The state of the global supply chain today can be described as volatile, uncertain, complex and ambiguous – also known as a VUCA state. Acknowledging this defines our times and challenges so we can deal with them with more direct and appropriate strategies.  

For instance, distributors can apply the VUCA Prime framework developed by Bob Johansen of the Institute for the Future. This framework identifies the four important traits leaders must have to manage successfully in a VUCA state: vision, understanding, clarity and agility. 

Distributors and their leadership can apply these traits to manage the supply chain and build resiliency when it’s needed most. They put you in more control and enable you to thrive in a VUCA state, a welcome reprieve from years of reacting and hoping for more certainty in the future. 

Learning to thrive in a VUCA state is essential even if the supply chain begins to normalize. Today, the industry has already evolved to adopt new supply chain technology and capabilities standards. Your operations must be able to perform in this new environment. Therefore, your strategy should focus on improving supply chain resilience so you can keep a firm grip on your operations regardless of industry conditions. 

If thriving means having vision, understanding, clarity and agility, it helps to see real-world examples of these traits in action. Since the pandemic began, we’ve helped distributors implement successful strategies tied to these characteristics.  

A New Vision of Supplier Relationships 

Supply itself is one of the most volatile areas in supply chain operations. You can reduce this volatility by improving relationships and communications with suppliers. This improvement helps you gain a more immediate view of supply as it fluctuates, which mitigates the impact of disruption. Better relationships and communications also provide more control and visibility into your current and future product availability. Further, it helps you align priorities to ensure access to products that matter most.  

For example, one distribution executive changed the company vision to view suppliers the same way they view customers – as partners that need to see demonstrated value. As a result, they adapted their strategy to share more data and analytics with suppliers, which immediately provided greater value and forged stronger relationships. 

A Deeper Understanding of Operations 

The pandemic triggered supply chain disruptions that forced distributors to make difficult choices about which items, suppliers and customers to focus on. Many had to base decisions on soft information, such as opinions and personal experiences, which often missed the mark or resulted in lost opportunities.  

A data-driven approach is more effective. Distributors can use transaction data to understand their operations and make more informed decisions about which items need focused management, which are worth expediting, and which should be negotiated. Often, decisions made using data are not only optimal operationally but also more cost-efficient for suppliers. 
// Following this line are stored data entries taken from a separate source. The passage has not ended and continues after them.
use serde::{Deserialize, Serialize};
use serde_json::Value;
use thiserror::Error;

use crate::geometry::{quaternion_to_yaw_degrees, GeometryError, MapGrid, MapKind, YawConvention};
use crate::protocol::{f64_at, payload_of, pose_fields, AgentId, RawGrid, MAP_SOURCES};

// Velocities below this are reported as standing still
const MOTION_EPSILON: f64 = 1e-3;

#[derive(Debug, Clone, Copy, PartialEq, Eq, Serialize, Deserialize)]
#[serde(rename_all = "lowercase")]
pub enum AgentStatus {
    Active,
    Idle,
    Offline,
}

#[derive(Debug, Clone, Copy, PartialEq, Serialize, Deserialize)]
pub struct TelemetryMessage {
    pub linear_velocity: f64,
    pub angular_velocity: f64,
    pub heading_degrees: f64,
    pub position: Option<(f64, f64)>,
}

impl TelemetryMessage {
    /// Velocity/pose telemetry from a decoded frame. Missing sub-fields default
    /// to zero (or no position); `None` when the frame carries neither
    /// velocity nor pose.
    pub fn from_frame(frame: &Value, yaw: YawConvention) -> Option<Self> {
        let payload = payload_of(frame);
        let velocity = payload.get("velocity");
        let pose = pose_fields(payload);
        if velocity.is_none() && pose.is_none() {
            return None;
        }

        let (position, orientation) = pose.unwrap_or_default();
        Some(Self {
            linear_velocity: f64_at(payload, "/velocity/linear/x").unwrap_or(0.0),
            angular_velocity: f64_at(payload, "/velocity/angular/z").unwrap_or(0.0),
            heading_degrees: quaternion_to_yaw_degrees(orientation, yaw),
            position,
        })
    }

    pub fn is_moving(&self) -> bool {
        self.linear_velocity.abs() > MOTION_EPSILON || self.angular_velocity.abs() > MOTION_EPSILON
    }
}

/// Partial condition update surfaced upstream; absent fields are unchanged.
#[derive(Debug, Clone, Default, PartialEq, Serialize, Deserialize)]
#[serde(rename_all = "camelCase")]
pub struct StatusUpdate {
    #[serde(skip_serializing_if = "Option::is_none")]
    pub status: Option<AgentStatus>,
    #[serde(skip_serializing_if = "Option::is_none")]
    pub linear_velo: Option<f64>,
    #[serde(skip_serializing_if = "Option::is_none")]
    pub angular_velo: Option<f64>,
    #[serde(skip_serializing_if = "Option::is_none")]
    pub heading: Option<f64>,
    #[serde(skip_serializing_if = "Option::is_none")]
    pub position: Option<[f64; 2]>,
}

impl StatusUpdate {
    pub fn status(status: AgentStatus) -> Self {
        Self {
            status: Some(status),
            ..Self::default()
        }
    }
}

impl From<&TelemetryMessage> for StatusUpdate {
    fn from(msg: &TelemetryMessage) -> Self {
        Self {
            status: Some(if msg.is_moving() {
                AgentStatus::Active
            } else {
                AgentStatus::Idle
            }),
            linear_velo: Some(msg.linear_velocity),
            angular_velo: Some(msg.angular_velocity),
            heading: Some(msg.heading_degrees),
            position: msg.position.map(|(x, y)| [x, y]),
        }
    }
}

/// Events surfaced to the pub/sub layer.
#[derive(Debug, Clone, PartialEq, Serialize)]
#[serde(tag = "event")]
pub enum AgentEvent {
    #[serde(rename = "statusData")]
    Status {
        #[serde(rename = "agentId")]
        agent_id: AgentId,
        update: StatusUpdate,
    },
    #[serde(rename = "mapData")]
    Map {
        #[serde(rename = "agentId")]
        agent_id: AgentId,
        grid: MapGrid,
    },
}

impl AgentEvent {
    pub fn agent_id(&self) -> AgentId {
        match self {
            AgentEvent::Status { agent_id, .. } | AgentEvent::Map { agent_id, .. } => *agent_id,
        }
    }
}

#[derive(Debug, Error)]
pub enum MapDecodeError {
    #[error("{kind:?} object is malformed: {source}")]
    Malformed {
        kind: MapKind,
        source: serde_json::Error,
    },
    #[error("{0:?} object has no dimensions")]
    MissingDimensions(MapKind),
    #[error("{kind:?} grid is invalid: {source}")]
    Geometry {
        kind: MapKind,
        source: GeometryError,
    },
}

/// Build display-oriented grids for every non-empty map object in a frame.
pub fn maps_from_frame(frame: &Value, mirror: bool) -> Vec<Result<MapGrid, MapDecodeError>> {
    let payload = payload_of(frame);
    MAP_SOURCES
        .iter()
        .filter_map(|&(key, kind)| {
            let object = payload.get(key)?;
            if object.as_object().map_or(true, serde_json::Map::is_empty) {
                return None;
            }
            Some(build_map(object, kind, mirror))
        })
        .collect()
}

fn build_map(object: &Value, kind: MapKind, mirror: bool) -> Result<MapGrid, MapDecodeError> {
    let raw: RawGrid = serde_json::from_value(object.clone())
        .map_err(|source| MapDecodeError::Malformed { kind, source })?;
    let meta = raw.meta().ok_or(MapDecodeError::MissingDimensions(kind))?;

    MapGrid::from_flat(kind, &raw.data, meta.width, meta.height, meta.resolution, meta.origin)
        .and_then(|grid| grid.rotated(mirror))
        .map_err(|source| MapDecodeError::Geometry { kind, source })
}

#[cfg(test)]
mod tests {
    use super::*;
    use serde_json::json;

    #[test]
    fn test_missing_fields_default() {
        let frame = json!({"payload": {"velocity": {"linear": {"x": 0.4}}}});
        let msg = TelemetryMessage::from_frame(&frame, YawConvention::Signed).unwrap();
        assert!((msg.linear_velocity - 0.4).abs() < f64::EPSILON);
        assert_eq!(msg.angular_velocity, 0.0);
        assert_eq!(msg.heading_degrees, 0.0);
        assert!(msg.position.is_none());
        assert!(msg.is_moving());
    }

    #[test]
    fn test_map_only_frame_has_no_telemetry() {
        let frame = json!({"payload": {"map": {"width": 1, "height": 1, "data": [0]}}});
        assert!(TelemetryMessage::from_frame(&frame, YawConvention::Signed).is_none());
        assert_eq!(maps_from_frame(&frame, true).len(), 1);
    }

    #[test]
    fn test_wrongly_typed_fields_do_not_fail() {
        let frame = json!({"payload": {"velocity": {"linear": {"x": "fast"}}, "pose": 7}});
        let msg = TelemetryMessage::from_frame(&frame, YawConvention::Signed).unwrap();
        assert_eq!(msg.linear_velocity, 0.0);
        assert!(msg.position.is_none());
    }

    #[test]
    fn test_status_update_serialization() {
        let update = StatusUpdate::status(AgentStatus::Offline);
        assert_eq!(serde_json::to_value(&update).unwrap(), json!({"status": "offline"}));

        let msg = TelemetryMessage {
            linear_velocity: 0.0,
            angular_velocity: 0.0,
            heading_degrees: 90.0,
            position: Some((1.5, -2.0)),
        };
        let value = serde_json::to_value(StatusUpdate::from(&msg)).unwrap();
        assert_eq!(value["status"], "idle");
        assert_eq!(value["linearVelo"], 0.0);
        assert_eq!(value["position"], json!([1.5, -2.0]));
    }

    #[test]
    fn test_empty_map_objects_skipped() {
        let frame = json!({"payload": {"map": {}, "global_costmap": null}});
        assert!(maps_from_frame(&frame, true).is_empty());
    }

    #[test]
    fn test_shape_mismatch_reported() {
        let frame = json!({"payload": {"global_costmap": {
            "info": {"width": 3, "height": 3, "resolution": 0.05}, "data": [0, 1]
        }}});
        let maps = maps_from_frame(&frame, true);
        assert!(matches!(
            maps[0],
            Err(MapDecodeError::Geometry {
                kind: MapKind::GlobalCostmap,
                source: GeometryError::ShapeMismatch { .. }
            })
        ));
    }

    #[test]
    fn test_event_serialization() {
        let event = AgentEvent::Status {
            agent_id: 7,
            update: StatusUpdate::status(AgentStatus::Idle),
        };
        assert_eq!(
            serde_json::to_value(&event).unwrap(),
            json!({"event": "statusData", "agentId": 7, "update": {"status": "idle"}})
        );
    }
}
For example, using channel data, a distributor categorized items into three buckets according to their data-proven supply and demand variability: surge, slump and static. Surge items had variability over 10%, and slump items had variability under 10%, while the rest were static. 

Clarity Using Supplier Performance 

In distribution, inventory, suppliers and customers are interconnected. When product shortages occur, identifying the next steps can be challenging. Where should you consolidate suppliers? Which products need more diverse sources? How should you manage multi-category suppliers? The best way to make these determinations is to look at supplier performance instead of spend.  

For example, a distributor categorized suppliers based on their performance using annual purchase order data. They identified the ones that had costly inefficiencies, which highlighted the need to diversify sources in specific categories. They were able to apply this across 300 suppliers and 22 product categories. 

Agility from Data-Driven Decision-Making 

Timely decisions make all the difference, but they require readily accessible information. Unfortunately for many distributors, data is ambiguous, siloed and dispersed throughout operations. It’s trapped in different systems and delivered by spreadsheet, which puts distributors at a time disadvantage when supply chain shifts occur.  

Data and analytics are crucial in building supply chain agility. For example, a distributor applied analytics to items, customers and suppliers to gain a clearer view of their operations. In addition, they used stratification to make decisions with the broader picture in mind, reducing ambiguity. 

Secure Success No Matter the Conditions 

Analytics are a perfect starting point to build the traits necessary to thrive in a VUCA state. And being open to what the data tells you eliminates bias from decision-making. An action plan based on facts will help you evolve as the industry evolves and remains volatile, provided that you adopt resiliency-building traits. It’s unclear what the supply chain will look like years from now, but no matter how it unfolds, customer and supplier analytics will set you up for success.